Dobbiamo determinare quali termini usare per iniziare a costruire la teoria della religione diffusa. Partiamo dal termine religione. Quest’ultimo è così ampio, inclusivo e variegato che implica un trattamento specifico per stabilire confini, significati ed usi. Inoltre, pure la categoria di religiosità ha bisogno di essere trattata in modo analogo, anche se offre il vantaggio di essere più “localizzata”, cioè empiricamente rilevabile sulla base di comportamenti reali. Simmel (1997), che ha messo a confronto questo termine con la religione, ha definito quest’ultima come storicamente costituita in organizzazioni religiose (principalmente la Chiesa istituzionale). Ma la nozione di Simmel ci porterebbe un po’ fuori strada dalla nostra prospettiva fondata empiricamente perché presupporrebbe l’esistenza di una data naturalezza nell’atteggiamento religioso, supposta come presente a livello universale.

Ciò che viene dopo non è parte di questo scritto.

//! Trait inheritance - two-allele genetics behind personality generation
//!
//! Each OCEAN trait carries a dominant/recessive pair. Offspring draw one
//! allele per parent uniformly; each drawn allele flips with the mutation
//! rate. Expression is dominant-high: AA and Aa express high, aa low.

use crate::personality::{Personality, TraitKind};
use rand::Rng;
use serde::{Deserialize, Serialize};

pub const DEFAULT_MUTATION_RATE: f64 = 0.05;

const EXPRESSED_HIGH: f64 = 70.0;
const EXPRESSED_LOW: f64 = 30.0;

#[derive(Clone, Copy, Debug, PartialEq, Eq, Serialize, Deserialize)]
#[serde(rename_all = "lowercase")]
pub enum Allele {
    Dominant,
    Recessive,
}

impl Allele {
    fn flipped(self) -> Self {
        match self {
            Allele::Dominant => Allele::Recessive,
            Allele::Recessive => Allele::Dominant,
        }
    }
}

/// One trait's allele pair.
#[derive(Clone, Copy, Debug, PartialEq, Eq, Serialize, Deserialize)]
pub struct TraitGenes {
    pub a: Allele,
    pub b: Allele,
}

impl TraitGenes {
    pub fn homozygous_dominant() -> Self {
        Self {
            a: Allele::Dominant,
            b: Allele::Dominant,
        }
    }

    pub fn heterozygous() -> Self {
        Self {
            a: Allele::Dominant,
            b: Allele::Recessive,
        }
    }

    pub fn homozygous_recessive() -> Self {
        Self {
            a: Allele::Recessive,
            b: Allele::Recessive,
        }
    }

    /// Uniform draw of one allele from the pair.
    pub fn draw<R: Rng>(&self, rng: &mut R) -> Allele {
        if rng.gen_bool(0.5) {
            self.a
        } else {
            self.b
        }
    }

    pub fn expresses_high(&self) -> bool {
        self.a == Allele::Dominant || self.b == Allele::Dominant
    }
}

/// Allele pairs for all five OCEAN traits.
#[derive(Clone, Copy, Debug, PartialEq, Eq, Serialize, Deserialize)]
pub struct Genome {
    pub openness: TraitGenes,
    pub conscientiousness: TraitGenes,
    pub extraversion: TraitGenes,
    pub agreeableness: TraitGenes,
    pub neuroticism: TraitGenes,
}

impl Genome {
    pub fn uniform(genes: TraitGenes) -> Self {
        Self {
            openness: genes,
            conscientiousness: genes,
            extraversion: genes,
            agreeableness: genes,
            neuroticism: genes,
        }
    }

    pub fn get(&self, kind: TraitKind) -> TraitGenes {
        match kind {
            TraitKind::Openness => self.openness,
            TraitKind::Conscientiousness => self.conscientiousness,
            TraitKind::Extraversion => self.extraversion,
            TraitKind::Agreeableness => self.agreeableness,
            TraitKind::Neuroticism => self.neuroticism,
        }
    }
}

/// Mutate a drawn allele with probability `rate`.
pub fn maybe_mutate<R: Rng>(allele: Allele, rate: f64, rng: &mut R) -> Allele {
    if rng.gen::<f64>() < rate {
        allele.flipped()
    } else {
        allele
    }
}

fn inherit_pair<R: Rng>(a: &TraitGenes, b: &TraitGenes, rate: f64, rng: &mut R) -> TraitGenes {
    TraitGenes {
        a: maybe_mutate(a.draw(rng), rate, rng),
        b: maybe_mutate(b.draw(rng), rate, rng),
    }
}

/// Offspring genome from two parents at the default mutation rate.
pub fn inherit<R: Rng>(parent_a: &Genome, parent_b: &Genome, rng: &mut R) -> Genome {
    inherit_with_rate(parent_a, parent_b, DEFAULT_MUTATION_RATE, rng)
}

pub fn inherit_with_rate<R: Rng>(
    parent_a: &Genome,
    parent_b: &Genome,
    rate: f64,
    rng: &mut R,
) -> Genome {
    Genome {
        openness: inherit_pair(&parent_a.openness, &parent_b.openness, rate, rng),
        conscientiousness: inherit_pair(
            &parent_a.conscientiousness,
            &parent_b.conscientiousness,
            rate,
            rng,
        ),
        extraversion: inherit_pair(&parent_a.extraversion, &parent_b.extraversion, rate, rng),
        agreeableness: inherit_pair(&parent_a.agreeableness, &parent_b.agreeableness, rate, rng),
        neuroticism: inherit_pair(&parent_a.neuroticism, &parent_b.neuroticism, rate, rng),
    }
}

/// Express a genome as a starting personality vector.
pub fn express(genome: &Genome) -> Personality {
    let value = |genes: TraitGenes| {
        if genes.expresses_high() {
            EXPRESSED_HIGH
        } else {
            EXPRESSED_LOW
        }
    };
    Personality::new(
        value(genome.openness),
        value(genome.conscientiousness),
        value(genome.extraversion),
        value(genome.agreeableness),
        value(genome.neuroticism),
    )
}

Il nostro concetto di religione diffusa è affrontato in un contesto che riguarda i riti, i gesti, la comunicazione, la percezione, l’emozione, i valori di riferimento, l’uso della preghiera, il richiamo ai simboli, le distinzioni tra bene e male, il senso della vita e della morte, le azioni quotidiane, il lavoro e le esperienze familiari. All’interno di questa vasta gamma di orizzonti tematici, la religione diffusa agisce, a volte esplicitamente, a volte implicitamente, come filo conduttore.

Cercheremo, tuttavia, di fornire una definizione iniziale approssimativa, nonostante i limiti che essa comporta. Una teoria basata sui dati, cioè fondata sull’indagine empirica, rischia di essere piuttosto debole per quanto riguarda la durata o l’applicabilità. Sono necessarie più ricerche e, quindi, più operazioni di bilanciamento e calibrazione, per “registrare” ogni dettaglio. Non è quindi inconcepibile che il primo tentativo di costruire una teoria possa non riuscire a raggiungere un quadro teorico immediatamente affidabile e degno di considerazione. Ancora una volta occorre procedere per tentativi ed errori, puntando però ad obiettivi graduali che sono contemporaneamente cumulativi delle conoscenze precedenti.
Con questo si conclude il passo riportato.